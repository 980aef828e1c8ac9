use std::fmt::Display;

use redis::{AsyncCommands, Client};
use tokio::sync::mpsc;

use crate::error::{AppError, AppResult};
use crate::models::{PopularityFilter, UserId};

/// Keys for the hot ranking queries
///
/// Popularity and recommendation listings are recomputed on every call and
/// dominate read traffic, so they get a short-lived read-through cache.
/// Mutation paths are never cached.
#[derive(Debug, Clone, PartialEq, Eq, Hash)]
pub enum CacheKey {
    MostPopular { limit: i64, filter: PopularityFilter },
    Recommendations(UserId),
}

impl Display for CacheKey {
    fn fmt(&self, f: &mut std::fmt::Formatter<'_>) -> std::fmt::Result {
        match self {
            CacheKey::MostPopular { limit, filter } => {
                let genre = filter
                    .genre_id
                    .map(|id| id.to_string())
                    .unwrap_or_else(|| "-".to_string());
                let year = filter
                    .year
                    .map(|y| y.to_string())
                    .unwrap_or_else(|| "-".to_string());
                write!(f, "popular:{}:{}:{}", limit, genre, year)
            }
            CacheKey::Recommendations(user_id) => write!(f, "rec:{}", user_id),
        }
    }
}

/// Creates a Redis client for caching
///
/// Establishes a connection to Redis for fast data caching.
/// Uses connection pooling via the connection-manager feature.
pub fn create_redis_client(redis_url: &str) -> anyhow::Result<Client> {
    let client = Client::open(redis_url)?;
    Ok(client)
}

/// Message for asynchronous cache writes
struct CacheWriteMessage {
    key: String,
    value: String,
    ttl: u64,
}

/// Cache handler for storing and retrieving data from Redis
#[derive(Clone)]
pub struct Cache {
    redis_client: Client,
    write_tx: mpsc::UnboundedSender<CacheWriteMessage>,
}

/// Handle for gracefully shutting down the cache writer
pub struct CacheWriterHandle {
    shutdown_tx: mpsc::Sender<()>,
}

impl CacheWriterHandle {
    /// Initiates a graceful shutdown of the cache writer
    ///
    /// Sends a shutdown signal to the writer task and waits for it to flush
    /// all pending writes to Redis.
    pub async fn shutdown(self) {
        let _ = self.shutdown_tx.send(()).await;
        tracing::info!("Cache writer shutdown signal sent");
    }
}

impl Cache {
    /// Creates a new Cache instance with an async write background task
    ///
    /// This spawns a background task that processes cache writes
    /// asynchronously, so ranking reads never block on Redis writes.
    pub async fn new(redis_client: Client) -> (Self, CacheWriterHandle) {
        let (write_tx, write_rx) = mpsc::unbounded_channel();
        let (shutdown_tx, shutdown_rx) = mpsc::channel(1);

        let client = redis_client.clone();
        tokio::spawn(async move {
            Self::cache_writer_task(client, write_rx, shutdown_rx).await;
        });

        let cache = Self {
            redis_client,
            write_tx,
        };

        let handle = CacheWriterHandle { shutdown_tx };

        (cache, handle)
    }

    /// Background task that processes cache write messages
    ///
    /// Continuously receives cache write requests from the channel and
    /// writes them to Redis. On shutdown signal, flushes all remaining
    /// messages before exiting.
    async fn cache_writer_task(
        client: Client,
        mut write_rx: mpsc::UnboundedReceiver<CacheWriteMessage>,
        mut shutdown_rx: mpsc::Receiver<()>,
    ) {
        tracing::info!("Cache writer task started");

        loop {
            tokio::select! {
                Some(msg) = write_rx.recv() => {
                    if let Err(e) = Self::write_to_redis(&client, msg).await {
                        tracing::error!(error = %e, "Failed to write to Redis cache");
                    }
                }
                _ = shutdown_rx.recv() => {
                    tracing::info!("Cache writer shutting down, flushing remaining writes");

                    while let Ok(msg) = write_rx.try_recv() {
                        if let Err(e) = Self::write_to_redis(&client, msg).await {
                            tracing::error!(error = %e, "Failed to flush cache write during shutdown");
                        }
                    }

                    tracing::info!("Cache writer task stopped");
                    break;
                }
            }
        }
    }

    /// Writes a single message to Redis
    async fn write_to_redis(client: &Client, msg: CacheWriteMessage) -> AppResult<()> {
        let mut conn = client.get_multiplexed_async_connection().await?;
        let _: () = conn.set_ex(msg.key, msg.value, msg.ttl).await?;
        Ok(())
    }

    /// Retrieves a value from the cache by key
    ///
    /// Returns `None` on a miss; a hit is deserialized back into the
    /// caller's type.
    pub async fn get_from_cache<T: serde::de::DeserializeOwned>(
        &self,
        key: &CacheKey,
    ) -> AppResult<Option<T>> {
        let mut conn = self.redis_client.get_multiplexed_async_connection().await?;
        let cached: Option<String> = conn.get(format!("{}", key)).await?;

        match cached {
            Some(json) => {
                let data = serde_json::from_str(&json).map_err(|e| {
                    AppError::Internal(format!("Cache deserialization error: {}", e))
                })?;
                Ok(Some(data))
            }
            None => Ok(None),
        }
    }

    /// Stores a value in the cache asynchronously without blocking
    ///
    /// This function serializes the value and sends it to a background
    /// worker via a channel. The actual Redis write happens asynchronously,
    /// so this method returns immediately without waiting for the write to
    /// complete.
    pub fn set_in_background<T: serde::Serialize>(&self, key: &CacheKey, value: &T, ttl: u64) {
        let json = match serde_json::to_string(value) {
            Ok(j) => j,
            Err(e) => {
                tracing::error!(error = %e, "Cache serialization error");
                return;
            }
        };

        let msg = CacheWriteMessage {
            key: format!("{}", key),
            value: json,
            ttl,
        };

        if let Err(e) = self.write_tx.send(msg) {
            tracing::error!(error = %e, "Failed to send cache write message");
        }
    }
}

--------

● Exercise instructions
In full and without deviation, reproduce the entries above.

● Response box
repository 980aef828e1c8ac9
use std::fmt::Display;

use redis::{AsyncCommands, Client};
use tokio::sync::mpsc;

use crate::error::{AppError, AppResult};
use crate::models::{PopularityFilter, UserId};

/// Keys for the hot ranking queries
///
/// Popularity and recommendation listings are recomputed on every call and
/// dominate read traffic, so they get a short-lived read-through cache.
/// Mutation paths are never cached.
#[derive(Debug, Clone, PartialEq, Eq, Hash)]
pub enum CacheKey {
    MostPopular { limit: i64, filter: PopularityFilter },
    Recommendations(UserId),
}

impl Display for CacheKey {
    fn fmt(&self, f: &mut std::fmt::Formatter<'_>) -> std::fmt::Result {
        match self {
            CacheKey::MostPopular { limit, filter } => {
                let genre = filter
                    .genre_id
                    .map(|id| id.to_string())
                    .unwrap_or_else(|| "-".to_string());
                let year = filter
                    .year
                    .map(|y| y.to_string())
                    .unwrap_or_else(|| "-".to_string());
                write!(f, "popular:{}:{}:{}", limit, genre, year)
            }
            CacheKey::Recommendations(user_id) => write!(f, "rec:{}", user_id),
        }
    }
}

/// Creates a Redis client for caching
///
/// Establishes a connection to Redis for fast data caching.
/// Uses connection pooling via the connection-manager feature.
pub fn create_redis_client(redis_url: &str) -> anyhow::Result<Client> {
    let client = Client::open(redis_url)?;
    Ok(client)
}

/// Message for asynchronous cache writes
struct CacheWriteMessage {
    key: String,
    value: String,
    ttl: u64,
}

/// Cache handler for storing and retrieving data from Redis
#[derive(Clone)]
pub struct Cache {
    redis_client: Client,
    write_tx: mpsc::UnboundedSender<CacheWriteMessage>,
}

/// Handle for gracefully shutting down the cache writer
pub struct CacheWriterHandle {
    shutdown_tx: mpsc::Sender<()>,
}

impl CacheWriterHandle {
    /// Initiates a graceful shutdown of the cache writer
    ///
    /// Sends a shutdown signal to the writer task and waits for it to flush
    /// all pending writes to Redis.
    pub async fn shutdown(self) {
        let _ = self.shutdown_tx.send(()).await;
        tracing::info!("Cache writer shutdown signal sent");
    }
}

impl Cache {
    /// Creates a new Cache instance with an async write background task
    ///
    /// This spawns a background task that processes cache writes
    /// asynchronously, so ranking reads never block on Redis writes.
    pub async fn new(redis_client: Client) -> (Self, CacheWriterHandle) {
        let (write_tx, write_rx) = mpsc::unbounded_channel();
        let (shutdown_tx, shutdown_rx) = mpsc::channel(1);

        let client = redis_client.clone();
        tokio::spawn(async move {
            Self::cache_writer_task(client, write_rx, shutdown_rx).await;
        });

        let cache = Self {
            redis_client,
            write_tx,
        };

        let handle = CacheWriterHandle { shutdown_tx };

        (cache, handle)
    }

    /// Background task that processes cache write messages
    ///
    /// Continuously receives cache write requests from the channel and
    /// writes them to Redis. On shutdown signal, flushes all remaining
    /// messages before exiting.
    async fn cache_writer_task(
        client: Client,
        mut write_rx: mpsc::UnboundedReceiver<CacheWriteMessage>,
        mut shutdown_rx: mpsc::Receiver<()>,
    ) {
        tracing::info!("Cache writer task started");

        loop {
            tokio::select! {
                Some(msg) = write_rx.recv() => {
                    if let Err(e) = Self::write_to_redis(&client, msg).await {
                        tracing::error!(error = %e, "Failed to write to Redis cache");
                    }
                }
                _ = shutdown_rx.recv() => {
                    tracing::info!("Cache writer shutting down, flushing remaining writes");

                    while let Ok(msg) = write_rx.try_recv() {
                        if let Err(e) = Self::write_to_redis(&client, msg).await {
                            tracing::error!(error = %e, "Failed to flush cache write during shutdown");
                        }
                    }

                    tracing::info!("Cache writer task stopped");
                    break;
                }
            }
        }
    }

    /// Writes a single message to Redis
    async fn write_to_redis(client: &Client, msg: CacheWriteMessage) -> AppResult<()> {
        let mut conn = client.get_multiplexed_async_connection().await?;
        let _: () = conn.set_ex(msg.key, msg.value, msg.ttl).await?;
        Ok(())
    }

    /// Retrieves a value from the cache by key
    ///
    /// Returns `None` on a miss; a hit is deserialized back into the
    /// caller's type.
    pub async fn get_from_cache<T: serde::de::DeserializeOwned>(
        &self,
        key: &CacheKey,
    ) -> AppResult<Option<T>> {
        let mut conn = self.redis_client.get_multiplexed_async_connection().await?;
        let cached: Option<String> = conn.get(format!("{}", key)).await?;

        match cached {
            Some(json) => {
                let data = serde_json::from_str(&json).map_err(|e| {
                    AppError::Internal(format!("Cache deserialization error: {}", e))
                })?;
                Ok(Some(data))
            }
            None => Ok(None),
        }
    }

    /// Stores a value in the cache asynchronously without blocking
    ///
    /// This function serializes the value and sends it to a background
    /// worker via a channel. The actual Redis write happens asynchronously,
    /// so this method returns immediately without waiting for the write to
    /// complete.
    pub fn set_in_background<T: serde::Serialize>(&self, key: &CacheKey, value: &T, ttl: u64) {
        let json = match serde_json::to_string(value) {
            Ok(j) => j,
            Err(e) => {
                tracing::error!(error = %e, "Cache serialization error");
                return;
            }
        };

        let msg = CacheWriteMessage {
            key: format!("{}", key),
            value: json,
            ttl,
        };

        if let Err(e) = self.write_tx.send(msg) {
            tracing::error!(error = %e, "Failed to send cache write message");
        }
    }
}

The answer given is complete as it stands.